■ Records for this exercise:
★ ★ ★ ★
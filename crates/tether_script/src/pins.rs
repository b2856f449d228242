//! Registries of host closures pinned into the engine
//!
//! A `Pins` set is created explicitly and handed to a runtime (a fresh set
//! per runtime unless one is injected through the builder). Several runtimes
//! may share one set; ids are random so they never clash.

use crate::error::Result;
use crate::module::ModuleHooks;
use crate::realm::Realm;
use crate::value::Value;
use std::sync::{Arc, Mutex};
use tether_core::HandleRegistry;

/// Type-erased host function as seen by the engine call trap.
pub(crate) type HostCallable = Arc<dyn Fn(&Realm, Value, &[Value]) -> Result<Value> + Send + Sync>;

/// One-shot callback run when a finalizer object is collected.
pub(crate) struct Finalizer(Mutex<Option<Box<dyn FnOnce() + Send>>>);

impl Finalizer {
    pub(crate) fn new<F: FnOnce() + Send + 'static>(f: F) -> Self {
        Self(Mutex::new(Some(Box::new(f))))
    }

    pub(crate) fn run(self) {
        let f = self.0.into_inner().unwrap_or_else(|p| p.into_inner());
        if let Some(f) = f {
            f();
        }
    }
}

pub struct Pins {
    pub(crate) functions: HandleRegistry<HostCallable>,
    pub(crate) finalizers: HandleRegistry<Finalizer>,
    pub(crate) modules: HandleRegistry<Arc<ModuleHooks>>,
}

impl Pins {
    pub fn new() -> Self {
        Self {
            functions: HandleRegistry::new("functions"),
            finalizers: HandleRegistry::new("finalizers"),
            modules: HandleRegistry::new("modules"),
        }
    }

    /// Host functions currently reachable from engine objects.
    pub fn function_count(&self) -> usize {
        self.functions.len()
    }

    /// Finalizer objects not yet collected.
    pub fn finalizer_count(&self) -> usize {
        self.finalizers.len()
    }

    /// Installed module normalizer/loader pairs.
    pub fn module_hook_count(&self) -> usize {
        self.modules.len()
    }
}

impl Default for Pins {
    fn default() -> Self {
        Self::new()
    }
}

impl std::fmt::Debug for Pins {
    fn fmt(&self, f: &mut std::fmt::Formatter<'_>) -> std::fmt::Result {
        f.debug_struct("Pins")
            .field("functions", &self.functions.len())
            .field("finalizers", &self.finalizers.len())
            .field("modules", &self.modules.len())
            .finish()
    }
}
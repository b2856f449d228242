//! Error types for the script bridge
//!
//! Engine exceptions, typed host throws, marshaling failures and the
//! bridge's own runtime conditions share one enum so host functions can
//! return any of them and have it thrown back into the engine.

use crate::value::Value;
use std::fmt;
use tether_core::{AffinityError, CancelCause};
use thiserror::Error;

pub type Result<T, E = Error> = std::result::Result<T, E>;

#[derive(Debug, Error)]
pub enum Error {
    /// An exception raised inside the engine.
    #[error("{0}")]
    Script(ScriptError),

    #[error("{0}")]
    Syntax(String),

    #[error("{0}")]
    Type(String),

    #[error("{0}")]
    Reference(String),

    #[error("{0}")]
    Range(String),

    #[error("{0}")]
    Internal(String),

    #[error("{} required, but only {actual} present.", plural(.required, "argument"))]
    NotEnoughParameters { required: usize, actual: usize },

    #[error("parameter {index} is not of type '{type_name}'")]
    InvalidParameterType { index: usize, type_name: String },

    #[error("value is not of type '{type_name}'")]
    InvalidType { type_name: String },

    #[error("engine access from a thread that does not own the runtime")]
    ForeignThread,

    #[error("value belongs to a different runtime")]
    ForeignRuntime,

    #[error("event loop is already running")]
    LoopBusy,

    #[error("runtime is still executing on its owner thread")]
    EngineBusy,

    #[error("event loop cancelled: {0}")]
    Cancelled(CancelCause),

    #[error("task queue is full")]
    QueueFull,

    #[error("task queue is closed")]
    QueueClosed,

    #[error("task was dropped before producing a result")]
    Abandoned,

    #[error("cannot block inside an async runtime; await the result instead")]
    AsyncContext,

    #[error("realm has been released")]
    RealmReleased,

    #[error("engine operation failed: {0}")]
    Engine(&'static str),

    #[error("string contains an interior nul byte")]
    InvalidString(#[from] std::ffi::NulError),

    #[error(transparent)]
    Json(#[from] serde_json::Error),

    #[error("invalid configuration: {0}")]
    Config(String),

    #[error(transparent)]
    Host(Box<dyn std::error::Error + Send + Sync>),
}

impl Error {
    pub fn syntax(message: impl Into<String>) -> Self {
        Error::Syntax(message.into())
    }

    pub fn type_error(message: impl Into<String>) -> Self {
        Error::Type(message.into())
    }

    pub fn reference(message: impl Into<String>) -> Self {
        Error::Reference(message.into())
    }

    pub fn range(message: impl Into<String>) -> Self {
        Error::Range(message.into())
    }

    pub fn internal(message: impl Into<String>) -> Self {
        Error::Internal(message.into())
    }

    /// Wraps an arbitrary host error; it is thrown as a plain `Error` object.
    pub fn host<E>(error: E) -> Self
    where
        E: std::error::Error + Send + Sync + 'static,
    {
        Error::Host(Box::new(error))
    }

    /// Marshaling failures are reported to scripts as `TypeError`s.
    pub fn is_type_error(&self) -> bool {
        matches!(
            self,
            Error::Type(_)
                | Error::NotEnoughParameters { .. }
                | Error::InvalidParameterType { .. }
                | Error::InvalidType { .. }
        )
    }

    pub fn as_script(&self) -> Option<&ScriptError> {
        match self {
            Error::Script(e) => Some(e),
            _ => None,
        }
    }
}

impl From<AffinityError> for Error {
    fn from(error: AffinityError) -> Self {
        match error {
            AffinityError::AlreadyDriving => Error::LoopBusy,
            AffinityError::OwnerBusy => Error::EngineBusy,
            AffinityError::NotOwner => Error::ForeignThread,
        }
    }
}

fn plural(n: &usize, noun: &str) -> String {
    if *n == 1 {
        format!("{n} {noun}")
    } else {
        format!("{n} {noun}s")
    }
}

/// An exception value thrown by script code.
///
/// The message is captured when the exception is taken off the engine, so
/// the error can be displayed from any thread. The stack trace is read on
/// demand.
#[derive(Clone)]
pub struct ScriptError {
    value: Value,
    message: String,
}

impl ScriptError {
    /// Classifies an exception value: error objects render as
    /// `"name: message"`, `undefined`/`null` as their tag name and anything
    /// else through `toString()`.
    pub(crate) fn capture(value: Value) -> Self {
        let message = if value.is_error() {
            let name = value
                .get("name")
                .and_then(|v| v.display())
                .unwrap_or_else(|_| "Error".to_string());
            let text = value
                .get("message")
                .and_then(|v| v.display())
                .unwrap_or_default();
            if text.is_empty() {
                name
            } else {
                format!("{name}: {text}")
            }
        } else if value.is_undefined() || value.is_null() {
            value.tag().name().to_string()
        } else {
            value
                .display()
                .unwrap_or_else(|_| "uncaught exception".to_string())
        };
        Self { value, message }
    }

    pub fn value(&self) -> &Value {
        &self.value
    }

    pub fn message(&self) -> &str {
        &self.message
    }

    /// The message followed by the engine's stack trace, if the thrown value
    /// carries one.
    pub fn stack(&self) -> Result<String> {
        if !self.value.is_object() {
            return Ok(self.message.clone());
        }
        let stack = self.value.get("stack")?;
        if stack.is_undefined() {
            return Ok(self.message.clone());
        }
        let trace = stack.display()?;
        Ok(format!("{}\n{}", self.message, trace.trim_end()))
    }
}

impl fmt::Display for ScriptError {
    fn fmt(&self, f: &mut fmt::Formatter<'_>) -> fmt::Result {
        f.write_str(&self.message)
    }
}

impl fmt::Debug for ScriptError {
    fn fmt(&self, f: &mut fmt::Formatter<'_>) -> fmt::Result {
        f.debug_struct("ScriptError")
            .field("message", &self.message)
            .field("tag", &self.value.tag())
            .finish()
    }
}

impl std::error::Error for ScriptError {}

#[cfg(test)]
mod tests {
    use super::*;

    #[test]
    fn marshaling_messages() {
        let err = Error::NotEnoughParameters {
            required: 2,
            actual: 1,
        };
        assert_eq!(err.to_string(), "2 arguments required, but only 1 present.");

        let err = Error::NotEnoughParameters {
            required: 1,
            actual: 0,
        };
        assert_eq!(err.to_string(), "1 argument required, but only 0 present.");

        let err = Error::InvalidParameterType {
            index: 1,
            type_name: "string".into(),
        };
        assert_eq!(err.to_string(), "parameter 1 is not of type 'string'");
        assert!(err.is_type_error());

        let err = Error::InvalidType {
            type_name: "array".into(),
        };
        assert_eq!(err.to_string(), "value is not of type 'array'");
    }

    #[test]
    fn typed_constructors() {
        assert!(Error::type_error("x").is_type_error());
        assert!(!Error::range("x").is_type_error());
        assert_eq!(Error::internal("boom").to_string(), "boom");
        assert!(matches!(
            Error::from(AffinityError::AlreadyDriving),
            Error::LoopBusy
        ));
    }
}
★ ★ ★ ★
From the top of the material above, print every line exactly, ending with the line that holds "engine call trap.".

■ Response for this exercise:
filename crates/tether_script/src/pins.rs
repository b2856f449d228242
//! Registries of host closures pinned into the engine
//!
//! A `Pins` set is created explicitly and handed to a runtime (a fresh set
//! per runtime unless one is injected through the builder). Several runtimes
//! may share one set; ids are random so they never clash.

use crate::error::Result;
use crate::module::ModuleHooks;
use crate::realm::Realm;
use crate::value::Value;
use std::sync::{Arc, Mutex};
use tether_core::HandleRegistry;

/// Type-erased host function as seen by the engine call trap.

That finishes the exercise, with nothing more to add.